TASK TO CARRY OUT:
Within the data that follows, tally every line containing "static". Provide only the tally.

AVAILABLE RECORDS:
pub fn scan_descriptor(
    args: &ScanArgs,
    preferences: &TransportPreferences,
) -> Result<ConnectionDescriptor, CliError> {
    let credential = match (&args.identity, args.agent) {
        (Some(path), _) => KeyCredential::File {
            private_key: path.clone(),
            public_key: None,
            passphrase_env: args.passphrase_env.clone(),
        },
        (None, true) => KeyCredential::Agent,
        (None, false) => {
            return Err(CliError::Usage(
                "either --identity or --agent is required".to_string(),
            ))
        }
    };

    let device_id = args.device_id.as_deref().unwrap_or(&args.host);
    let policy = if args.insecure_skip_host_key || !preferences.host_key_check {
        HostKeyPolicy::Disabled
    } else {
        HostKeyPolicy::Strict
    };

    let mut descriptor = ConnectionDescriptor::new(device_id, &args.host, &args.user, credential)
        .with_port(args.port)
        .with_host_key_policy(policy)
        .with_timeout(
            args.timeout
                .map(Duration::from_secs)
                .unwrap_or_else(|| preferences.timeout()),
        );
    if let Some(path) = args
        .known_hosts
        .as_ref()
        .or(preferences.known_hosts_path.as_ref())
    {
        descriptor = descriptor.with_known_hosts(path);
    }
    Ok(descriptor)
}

==

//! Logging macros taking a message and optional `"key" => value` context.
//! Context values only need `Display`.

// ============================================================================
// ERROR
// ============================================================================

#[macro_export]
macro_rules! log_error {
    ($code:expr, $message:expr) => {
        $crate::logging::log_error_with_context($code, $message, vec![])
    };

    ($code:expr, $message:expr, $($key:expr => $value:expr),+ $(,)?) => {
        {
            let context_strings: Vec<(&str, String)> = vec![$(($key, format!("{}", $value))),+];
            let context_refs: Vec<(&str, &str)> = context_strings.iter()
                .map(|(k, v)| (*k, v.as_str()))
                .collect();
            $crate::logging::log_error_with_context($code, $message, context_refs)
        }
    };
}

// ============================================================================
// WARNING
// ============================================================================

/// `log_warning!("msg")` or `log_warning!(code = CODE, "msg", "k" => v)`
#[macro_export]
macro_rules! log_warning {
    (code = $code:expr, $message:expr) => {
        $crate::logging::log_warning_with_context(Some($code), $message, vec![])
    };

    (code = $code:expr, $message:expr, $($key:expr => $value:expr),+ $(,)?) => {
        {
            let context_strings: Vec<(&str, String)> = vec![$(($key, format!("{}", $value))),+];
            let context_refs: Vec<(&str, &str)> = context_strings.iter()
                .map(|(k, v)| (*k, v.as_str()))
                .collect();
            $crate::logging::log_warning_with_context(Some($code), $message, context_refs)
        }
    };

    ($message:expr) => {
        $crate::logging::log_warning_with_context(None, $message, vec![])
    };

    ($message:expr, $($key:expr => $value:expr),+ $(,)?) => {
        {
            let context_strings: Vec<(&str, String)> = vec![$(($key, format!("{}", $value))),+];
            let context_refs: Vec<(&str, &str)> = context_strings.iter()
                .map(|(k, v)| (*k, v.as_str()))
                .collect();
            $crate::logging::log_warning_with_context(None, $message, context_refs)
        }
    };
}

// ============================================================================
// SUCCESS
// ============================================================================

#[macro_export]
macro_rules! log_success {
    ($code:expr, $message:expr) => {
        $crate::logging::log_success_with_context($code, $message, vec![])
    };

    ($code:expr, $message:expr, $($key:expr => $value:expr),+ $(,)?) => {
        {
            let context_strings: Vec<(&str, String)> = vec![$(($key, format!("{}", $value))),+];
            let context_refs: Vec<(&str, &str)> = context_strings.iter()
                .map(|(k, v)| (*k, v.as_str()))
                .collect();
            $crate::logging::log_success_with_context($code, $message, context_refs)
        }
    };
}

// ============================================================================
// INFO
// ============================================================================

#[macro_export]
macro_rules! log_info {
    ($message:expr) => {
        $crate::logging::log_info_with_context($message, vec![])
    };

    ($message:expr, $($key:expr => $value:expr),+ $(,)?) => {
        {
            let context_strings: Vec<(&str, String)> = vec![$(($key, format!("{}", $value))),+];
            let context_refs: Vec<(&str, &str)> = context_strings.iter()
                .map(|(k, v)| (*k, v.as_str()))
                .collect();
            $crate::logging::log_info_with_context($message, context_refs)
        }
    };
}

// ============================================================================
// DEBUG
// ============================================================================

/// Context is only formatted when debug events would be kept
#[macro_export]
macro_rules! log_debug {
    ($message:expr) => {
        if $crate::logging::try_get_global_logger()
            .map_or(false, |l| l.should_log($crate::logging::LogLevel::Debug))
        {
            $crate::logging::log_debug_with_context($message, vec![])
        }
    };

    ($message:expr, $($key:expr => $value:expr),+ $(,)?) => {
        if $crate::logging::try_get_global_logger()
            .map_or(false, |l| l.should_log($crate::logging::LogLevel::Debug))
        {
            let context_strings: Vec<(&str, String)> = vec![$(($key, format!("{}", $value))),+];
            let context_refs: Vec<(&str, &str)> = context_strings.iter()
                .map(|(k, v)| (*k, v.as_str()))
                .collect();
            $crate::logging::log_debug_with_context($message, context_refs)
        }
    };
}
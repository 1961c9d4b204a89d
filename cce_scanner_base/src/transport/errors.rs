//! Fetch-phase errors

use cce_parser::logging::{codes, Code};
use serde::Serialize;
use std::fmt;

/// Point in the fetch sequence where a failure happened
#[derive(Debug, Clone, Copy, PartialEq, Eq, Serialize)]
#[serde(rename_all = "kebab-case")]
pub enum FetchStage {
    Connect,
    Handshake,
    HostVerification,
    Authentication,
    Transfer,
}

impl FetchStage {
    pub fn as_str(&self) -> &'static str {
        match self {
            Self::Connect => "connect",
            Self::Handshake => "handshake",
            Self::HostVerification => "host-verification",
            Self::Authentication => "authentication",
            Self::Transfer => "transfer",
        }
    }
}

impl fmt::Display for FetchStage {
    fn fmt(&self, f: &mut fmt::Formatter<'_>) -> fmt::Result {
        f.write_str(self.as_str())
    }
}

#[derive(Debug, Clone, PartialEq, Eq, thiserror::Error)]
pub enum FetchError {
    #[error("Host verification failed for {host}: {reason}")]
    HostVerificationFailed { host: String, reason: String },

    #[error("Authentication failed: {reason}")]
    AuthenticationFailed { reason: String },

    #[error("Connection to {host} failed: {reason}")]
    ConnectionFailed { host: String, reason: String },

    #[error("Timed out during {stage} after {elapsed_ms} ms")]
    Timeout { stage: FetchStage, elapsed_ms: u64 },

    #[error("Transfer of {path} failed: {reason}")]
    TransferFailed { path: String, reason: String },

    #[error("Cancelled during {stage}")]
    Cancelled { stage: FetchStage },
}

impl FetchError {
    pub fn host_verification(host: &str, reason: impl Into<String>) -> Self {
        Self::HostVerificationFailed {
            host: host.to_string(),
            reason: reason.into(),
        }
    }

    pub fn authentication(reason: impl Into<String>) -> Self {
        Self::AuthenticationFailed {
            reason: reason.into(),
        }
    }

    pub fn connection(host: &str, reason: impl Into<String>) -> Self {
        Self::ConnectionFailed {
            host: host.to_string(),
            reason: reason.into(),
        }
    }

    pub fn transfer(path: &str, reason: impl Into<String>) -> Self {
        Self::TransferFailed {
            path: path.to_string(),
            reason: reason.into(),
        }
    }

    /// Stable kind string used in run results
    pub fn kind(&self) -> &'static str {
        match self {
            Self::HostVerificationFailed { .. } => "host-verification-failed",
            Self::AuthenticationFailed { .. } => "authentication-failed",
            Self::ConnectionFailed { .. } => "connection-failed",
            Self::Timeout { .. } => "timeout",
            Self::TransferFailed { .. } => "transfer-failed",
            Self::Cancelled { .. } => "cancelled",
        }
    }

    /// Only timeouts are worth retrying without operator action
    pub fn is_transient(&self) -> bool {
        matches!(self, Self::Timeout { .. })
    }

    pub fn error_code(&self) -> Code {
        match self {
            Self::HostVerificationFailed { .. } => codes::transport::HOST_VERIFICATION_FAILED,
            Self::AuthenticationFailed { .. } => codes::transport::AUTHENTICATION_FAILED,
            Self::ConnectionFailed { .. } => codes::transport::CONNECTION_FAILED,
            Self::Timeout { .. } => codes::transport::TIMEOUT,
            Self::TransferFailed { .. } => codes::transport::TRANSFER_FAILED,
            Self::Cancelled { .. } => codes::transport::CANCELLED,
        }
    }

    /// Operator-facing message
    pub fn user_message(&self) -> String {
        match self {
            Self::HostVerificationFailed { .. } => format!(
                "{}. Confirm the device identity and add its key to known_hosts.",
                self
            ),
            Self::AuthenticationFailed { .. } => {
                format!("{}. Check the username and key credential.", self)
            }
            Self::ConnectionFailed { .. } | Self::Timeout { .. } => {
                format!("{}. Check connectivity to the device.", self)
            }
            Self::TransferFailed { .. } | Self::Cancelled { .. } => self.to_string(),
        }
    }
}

ANSWER TO THIS PROBLEM:
2